Action item
From the line that holds "assert_eq!(status, 404);" to the last line of the data, copy everything exactly; leave out all the rest.
[Exercise materials — start]
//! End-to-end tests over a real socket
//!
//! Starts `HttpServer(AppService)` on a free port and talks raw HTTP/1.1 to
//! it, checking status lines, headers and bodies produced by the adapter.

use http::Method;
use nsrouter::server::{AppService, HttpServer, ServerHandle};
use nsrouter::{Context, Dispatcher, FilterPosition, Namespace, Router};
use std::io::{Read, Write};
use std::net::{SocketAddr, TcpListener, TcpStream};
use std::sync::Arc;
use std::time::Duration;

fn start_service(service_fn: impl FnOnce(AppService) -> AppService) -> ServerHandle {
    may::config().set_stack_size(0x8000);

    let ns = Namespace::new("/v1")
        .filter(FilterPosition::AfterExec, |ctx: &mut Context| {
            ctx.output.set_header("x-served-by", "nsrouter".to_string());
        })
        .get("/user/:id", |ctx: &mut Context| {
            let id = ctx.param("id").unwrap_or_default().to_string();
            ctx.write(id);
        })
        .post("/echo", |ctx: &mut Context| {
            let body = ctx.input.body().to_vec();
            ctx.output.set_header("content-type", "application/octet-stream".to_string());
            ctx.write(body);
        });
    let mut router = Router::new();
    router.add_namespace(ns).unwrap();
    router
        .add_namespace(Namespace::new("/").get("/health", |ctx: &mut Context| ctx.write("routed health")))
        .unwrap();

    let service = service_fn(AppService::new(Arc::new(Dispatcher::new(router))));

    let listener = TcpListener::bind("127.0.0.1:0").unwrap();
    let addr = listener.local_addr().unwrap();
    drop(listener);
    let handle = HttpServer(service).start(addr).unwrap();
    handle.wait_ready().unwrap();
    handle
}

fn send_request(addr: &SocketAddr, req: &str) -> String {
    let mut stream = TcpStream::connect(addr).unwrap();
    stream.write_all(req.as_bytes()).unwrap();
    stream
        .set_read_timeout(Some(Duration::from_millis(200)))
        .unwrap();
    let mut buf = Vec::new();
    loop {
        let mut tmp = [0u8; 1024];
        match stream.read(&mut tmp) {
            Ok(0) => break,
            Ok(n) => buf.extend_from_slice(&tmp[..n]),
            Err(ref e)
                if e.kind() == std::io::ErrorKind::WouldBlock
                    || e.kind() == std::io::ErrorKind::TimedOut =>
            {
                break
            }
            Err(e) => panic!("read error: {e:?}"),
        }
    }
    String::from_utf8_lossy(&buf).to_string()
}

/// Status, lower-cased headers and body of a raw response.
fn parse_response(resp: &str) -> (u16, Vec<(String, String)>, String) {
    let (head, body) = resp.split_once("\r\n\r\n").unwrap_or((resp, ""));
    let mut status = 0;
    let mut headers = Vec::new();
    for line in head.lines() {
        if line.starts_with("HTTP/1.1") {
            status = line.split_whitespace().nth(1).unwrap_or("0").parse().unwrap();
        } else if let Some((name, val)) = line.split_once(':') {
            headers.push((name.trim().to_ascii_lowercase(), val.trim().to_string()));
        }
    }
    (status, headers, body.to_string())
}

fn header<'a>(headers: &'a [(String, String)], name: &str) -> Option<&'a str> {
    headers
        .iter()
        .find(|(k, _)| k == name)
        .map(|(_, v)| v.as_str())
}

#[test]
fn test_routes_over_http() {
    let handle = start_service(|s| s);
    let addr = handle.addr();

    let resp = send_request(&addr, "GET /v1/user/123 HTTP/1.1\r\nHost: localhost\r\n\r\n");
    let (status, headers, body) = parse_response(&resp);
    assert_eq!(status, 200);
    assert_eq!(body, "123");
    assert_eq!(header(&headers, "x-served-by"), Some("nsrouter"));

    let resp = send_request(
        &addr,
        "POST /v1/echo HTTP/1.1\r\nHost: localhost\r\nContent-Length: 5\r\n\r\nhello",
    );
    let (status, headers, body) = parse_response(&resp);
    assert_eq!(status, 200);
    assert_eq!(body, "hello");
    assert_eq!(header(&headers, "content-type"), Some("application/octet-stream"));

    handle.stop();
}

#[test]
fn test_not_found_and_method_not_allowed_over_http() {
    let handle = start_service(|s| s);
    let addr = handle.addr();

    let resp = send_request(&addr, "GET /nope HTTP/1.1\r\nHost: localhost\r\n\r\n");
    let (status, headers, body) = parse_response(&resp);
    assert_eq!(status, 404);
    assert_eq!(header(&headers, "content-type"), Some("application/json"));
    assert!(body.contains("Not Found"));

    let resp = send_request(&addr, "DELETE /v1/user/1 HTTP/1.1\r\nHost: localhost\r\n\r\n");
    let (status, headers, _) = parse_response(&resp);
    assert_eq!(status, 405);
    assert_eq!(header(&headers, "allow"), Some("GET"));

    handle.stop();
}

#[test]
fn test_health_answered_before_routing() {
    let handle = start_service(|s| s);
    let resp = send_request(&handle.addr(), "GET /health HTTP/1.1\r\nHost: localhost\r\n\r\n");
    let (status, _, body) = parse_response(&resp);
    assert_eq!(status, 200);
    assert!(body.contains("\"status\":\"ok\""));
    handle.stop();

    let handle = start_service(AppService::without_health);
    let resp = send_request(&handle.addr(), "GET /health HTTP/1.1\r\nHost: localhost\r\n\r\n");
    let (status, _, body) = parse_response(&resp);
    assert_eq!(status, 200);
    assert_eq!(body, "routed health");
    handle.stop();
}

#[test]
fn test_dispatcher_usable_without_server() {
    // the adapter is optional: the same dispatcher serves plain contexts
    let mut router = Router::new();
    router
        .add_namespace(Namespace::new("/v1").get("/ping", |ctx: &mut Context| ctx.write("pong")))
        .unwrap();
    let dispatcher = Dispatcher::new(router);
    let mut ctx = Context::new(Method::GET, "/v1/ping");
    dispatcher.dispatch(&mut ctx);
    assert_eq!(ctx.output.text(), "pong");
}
[Exercise materials — finish]
Written answer
    assert_eq!(status, 404);
    assert_eq!(header(&headers, "content-type"), Some("application/json"));
    assert!(body.contains("Not Found"));

    let resp = send_request(&addr, "DELETE /v1/user/1 HTTP/1.1\r\nHost: localhost\r\n\r\n");
    let (status, headers, _) = parse_response(&resp);
    assert_eq!(status, 405);
    assert_eq!(header(&headers, "allow"), Some("GET"));

    handle.stop();
}

#[test]
fn test_health_answered_before_routing() {
    let handle = start_service(|s| s);
    let resp = send_request(&handle.addr(), "GET /health HTTP/1.1\r\nHost: localhost\r\n\r\n");
    let (status, _, body) = parse_response(&resp);
    assert_eq!(status, 200);
    assert!(body.contains("\"status\":\"ok\""));
    handle.stop();

    let handle = start_service(AppService::without_health);
    let resp = send_request(&handle.addr(), "GET /health HTTP/1.1\r\nHost: localhost\r\n\r\n");
    let (status, _, body) = parse_response(&resp);
    assert_eq!(status, 200);
    assert_eq!(body, "routed health");
    handle.stop();
}

#[test]
fn test_dispatcher_usable_without_server() {
    // the adapter is optional: the same dispatcher serves plain contexts
    let mut router = Router::new();
    router
        .add_namespace(Namespace::new("/v1").get("/ping", |ctx: &mut Context| ctx.write("pong")))
        .unwrap();
    let dispatcher = Dispatcher::new(router);
    let mut ctx = Context::new(Method::GET, "/v1/ping");
    dispatcher.dispatch(&mut ctx);
    assert_eq!(ctx.output.text(), "pong");
}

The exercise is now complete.